With the economy so bad, why isn't Romney six points ahead? Because people don't like the guy.

I find myself in agreement with Bill Kristol, who according to Politco said yesterday on Fox News that Romney and his people ought to be worried that with the anemic economy, they and he are not doing better:

“President Obama had three disappointing months, but he's holding his own. And if I were in the Romney campaign, that would worry me,” Kristol said on “Fox News Sunday.”

Kristol cited numbers from a recent Fox News poll, which showed that just 41 percent of voters think the president has a clear plan for improving the economy.

“Not great for an incumbent president -- the economy is slow and you’re only at 41-53,” he said. But the numbers were even worse for Romney, Kristol pointed out.

“Do you think his challenger, Gov. Romney, has a clear plan for improving the economy or not? Yes 27, no 55. I don't think you can beat an incumbent president even if the economy’s slow if 27 percent of the voters think you as the challenger don't have a clear plan for improving the economy.

If you look at Real Clear Politics today, Obama is 2.6 percentage points ahead, with intrade odds of 56.1 to 41.1 over Romney, and a 221-181 electoral vote advantage. RCP tilts Republican of course, so if go over to Nate Silver at the Times, you get a somewhat sunnier Obama picture. Silver gives Obama a 67 percent chance of winning, and 291 electoral votes, which already puts Potus over the top (Silver assigns all EV's and has no toss-up states).

Should Romney be doing better than this? It's hard to say with certainty. Conservatives will remind us that Reagan trailed Carter at this point and crushed him. But 1980 was the stone age compared to today's political and media culture. Voters have so much more information now than they did then--people barely knew what a jobs report was in 1980. So there really are no parallels. Maybe to some extent 2004, when Bush never polled above 50 percent approval all year--except in November, when people had to choose between him and this other flesh-and-blood guy they didn't like all that much and chose him by 51 percent.

I take Kristol's point to be that Romney needs to be more specific, and I suppose he does. But I think he has a bigger problem than the specifics. He's just not a very likeable guy, as I've written. I really do think that a likeable guy who didn't pander so shamelessly and weakly to his party's radicals and seemed more at ease and empathetic would be six points ahead.

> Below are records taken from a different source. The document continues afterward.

//! Optimistic mutation wrapper.
//!
//! [`DataSync::mutate`] runs one remote mutation as:
//!
//! 1. optimistic apply: write the optimistic value into the store cache and
//!    register an [`OptimisticUpdate`] holding the previous entry
//! 2. remote call, retried on transient failure per [`RetryPolicy`]
//! 3. success: commit, invalidate dependent keys, write the authoritative
//!    result; failure: roll back to the snapshot and surface the error
//!
//! Calls on different keys are independent. Calls sharing a key are not
//! serialized; the cache keeps whichever write lands last. Overlapping
//! optimistic calls on one key can also roll back out of order: the later
//! call's snapshot is the earlier call's optimistic value, so if the earlier
//! call rolls back first and the later one rolls back after it, that
//! optimistic value is restored and stays cached until the key is written
//! or invalidated again.

mod batch;
mod error;
mod retry;

pub use batch::{BatchOptions, BatchReport, DEFAULT_BATCH_SIZE};
pub use error::MutationError;
pub use retry::{Backoff, BackoffKind, RetryConfig, RetryPolicy};

use serde::Serialize;
use serde_json::Value;
use std::fmt;
use std::future::Future;
use std::sync::Arc;
use std::time::Duration;
use tracing::{info, warn};

use crate::cache::InvalidationPattern;
use crate::store::{Notification, OptimisticUpdate, Store, UpdateKind};

pub type SuccessCallback = Arc<dyn Fn(&Value) + Send + Sync>;
pub type ErrorCallback = Arc<dyn Fn(&MutationError) + Send + Sync>;

/// Configuration for a single mutation.
#[derive(Clone)]
pub struct MutationOptions {
  /// Cache key the mutation result is written under
  pub key: String,
  /// Value shown in the cache while the mutation is in flight
  pub optimistic: Option<Value>,
  /// Invalidate `key` itself before writing the result
  pub invalidate_on_success: bool,
  /// Regex over flattened keys; matches are invalidated on success
  pub invalidate_pattern: Option<String>,
  /// Expiry of the cached result
  pub cache_time: Option<Duration>,
  pub retry: RetryPolicy,
  /// Notification message added on success
  pub success_message: Option<String>,
  /// Notification title added on failure
  pub error_title: Option<String>,
  on_success: Option<SuccessCallback>,
  on_error: Option<ErrorCallback>,
}

impl MutationOptions {
  pub fn new(key: impl Into<String>) -> Self {
    Self {
      key: key.into(),
      optimistic: None,
      invalidate_on_success: false,
      invalidate_pattern: None,
      cache_time: None,
      retry: RetryPolicy::default(),
      success_message: None,
      error_title: None,
      on_success: None,
      on_error: None,
    }
  }

  pub fn optimistic(mut self, value: Value) -> Self {
    self.optimistic = Some(value);
    self
  }

  pub fn invalidate_on_success(mut self, invalidate: bool) -> Self {
    self.invalidate_on_success = invalidate;
    self
  }

  pub fn invalidate(mut self, pattern: impl Into<String>) -> Self {
    self.invalidate_pattern = Some(pattern.into());
    self
  }

  pub fn cache_time(mut self, cache_time: Duration) -> Self {
    self.cache_time = Some(cache_time);
    self
  }

  pub fn retry(mut self, retry: RetryPolicy) -> Self {
    self.retry = retry;
    self
  }

  pub fn notify_success(mut self, message: impl Into<String>) -> Self {
    self.success_message = Some(message.into());
    self
  }

  pub fn notify_error(mut self, title: impl Into<String>) -> Self {
    self.error_title = Some(title.into());
    self
  }

  pub fn on_success<F>(mut self, f: F) -> Self
  where
    F: Fn(&Value) + Send + Sync + 'static,
  {
    self.on_success = Some(Arc::new(f));
    self
  }

  pub fn on_error<F>(mut self, f: F) -> Self
  where
    F: Fn(&MutationError) + Send + Sync + 'static,
  {
    self.on_error = Some(Arc::new(f));
    self
  }

  /// Check the configuration and compile the invalidation pattern.
  fn validate(&self) -> Result<Option<InvalidationPattern>, MutationError> {
    if self.key.trim().is_empty() {
      return Err(MutationError::InvalidConfig(
        "mutation key must not be empty".to_string(),
      ));
    }

    self
      .invalidate_pattern
      .as_deref()
      .map(InvalidationPattern::new)
      .transpose()
      .map_err(|e| MutationError::InvalidConfig(format!("invalid invalidation pattern: {}", e)))
  }
}

impl fmt::Debug for MutationOptions {
  fn fmt(&self, f: &mut fmt::Formatter<'_>) -> fmt::Result {
    f.debug_struct("MutationOptions")
      .field("key", &self.key)
      .field("optimistic", &self.optimistic)
      .field("invalidate_on_success", &self.invalidate_on_success)
      .field("invalidate_pattern", &self.invalidate_pattern)
      .field("cache_time", &self.cache_time)
      .field("retry", &self.retry)
      .finish_non_exhaustive()
  }
}

/// Runs remote mutations against the shared store.
#[derive(Clone)]
pub struct DataSync {
  store: Store,
  retry: RetryPolicy,
  cache_time: Option<Duration>,
  notification_ttl: Option<Duration>,
}

impl DataSync {
  pub fn new(store: Store) -> Self {
    Self {
      store,
      retry: RetryPolicy::default(),
      cache_time: None,
      notification_ttl: None,
    }
  }

  /// Retry policy used by [`options`](Self::options).
  pub fn with_retry(mut self, retry: RetryPolicy) -> Self {
    self.retry = retry;
    self
  }

  /// Cache time used by [`options`](Self::options).
  pub fn with_cache_time(mut self, cache_time: Option<Duration>) -> Self {
    self.cache_time = cache_time;
    self
  }

  /// Auto-dismiss duration for notifications added by mutations.
  pub fn with_notification_ttl(mut self, ttl: Option<Duration>) -> Self {
    self.notification_ttl = ttl;
    self
  }

  pub fn store(&self) -> &Store {
    &self.store
  }

  /// Mutation options for `key` prefilled with this instance's defaults.
  pub fn options(&self, key: impl Into<String>) -> MutationOptions {
    let mut options = MutationOptions::new(key).retry(self.retry);
    options.cache_time = self.cache_time;
    options
  }

  fn notify(&self, notification: Notification) {
    let notification = match self.notification_ttl {
      Some(ttl) => notification.auto_dismiss(ttl),
      None => notification,
    };
    self.store.add_notification(notification);
  }

  /// Run `mutation` with optimistic apply, retry, and commit or rollback.
  ///
  /// The mutation is called once per attempt with a clone of `variables`.
  /// Errors are passed to `on_error` and then returned.
  pub async fn mutate<V, R, F, Fut>(
    &self,
    options: &MutationOptions,
    variables: V,
    mutation: F,
  ) -> Result<R, MutationError>
  where
    V: Clone,
    R: Serialize,
    F: Fn(V) -> Fut,
    Fut: Future<Output = Result<R, MutationError>>,
  {
    let pattern = options.validate()?;
    let key = options.key.as_str();

    let optimistic_id = options.optimistic.clone().map(|value| {
      self
        .store
        .add_optimistic_update(OptimisticUpdate::new(UpdateKind::Mutation, key, value))
    });

    let outcome = options
      .retry
      .run(|| mutation(variables.clone()))
      .await
      .and_then(|result| {
        serde_json::to_value(&result)
          .map(|value| (result, value))
          .map_err(|e| MutationError::Decode(format!("result is not cacheable: {}", e)))
      });

    match outcome {
      Ok((result, value)) => {
        if let Some(id) = optimistic_id {
          self.store.commit_optimistic_update(id);
        }

        let mut invalidated = match &pattern {
          Some(pattern) => self.store.invalidate_matching(pattern),
          None => Vec::new(),
        };
        if options.invalidate_on_success && self.store.invalidate_cache(key) {
          invalidated.push(key.to_string());
        }

        self.store.set_cache(key, value.clone(), options.cache_time);
        info!(%key, invalidated = invalidated.len(), "Mutation committed");

        if let Some(message) = &options.success_message {
          self.notify(Notification::success("Saved", message.as_str()));
        }
        if let Some(on_success) = &options.on_success {
          on_success(&value);
        }
        Ok(result)
      }
      Err(e) => {
        if let Some(id) = optimistic_id {
          self.store.revert_optimistic_update(id);
        }
        warn!(%key, "Mutation failed: {}", e);

        if let Some(title) = &options.error_title {
          self.notify(Notification::error(title.as_str(), e.to_string()));
        }
        if let Some(on_error) = &options.on_error {
          on_error(&e);
        }
        Err(e)
      }
    }
  }
}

There is that old chestnut about people having to decide they want this guy to be in their TV rooms for the next four years. I continue to think that most people just don't want Romney. Obviously that isn't to say he can't win, because a large number of very rich people do want him, very badly, and a few corrupt governors and state legislators who are busy rigging their states' voting systems. They could pull it out for him. To his fellow 1 percenters, I'd imagine he's very likeable. But not to the rest of us.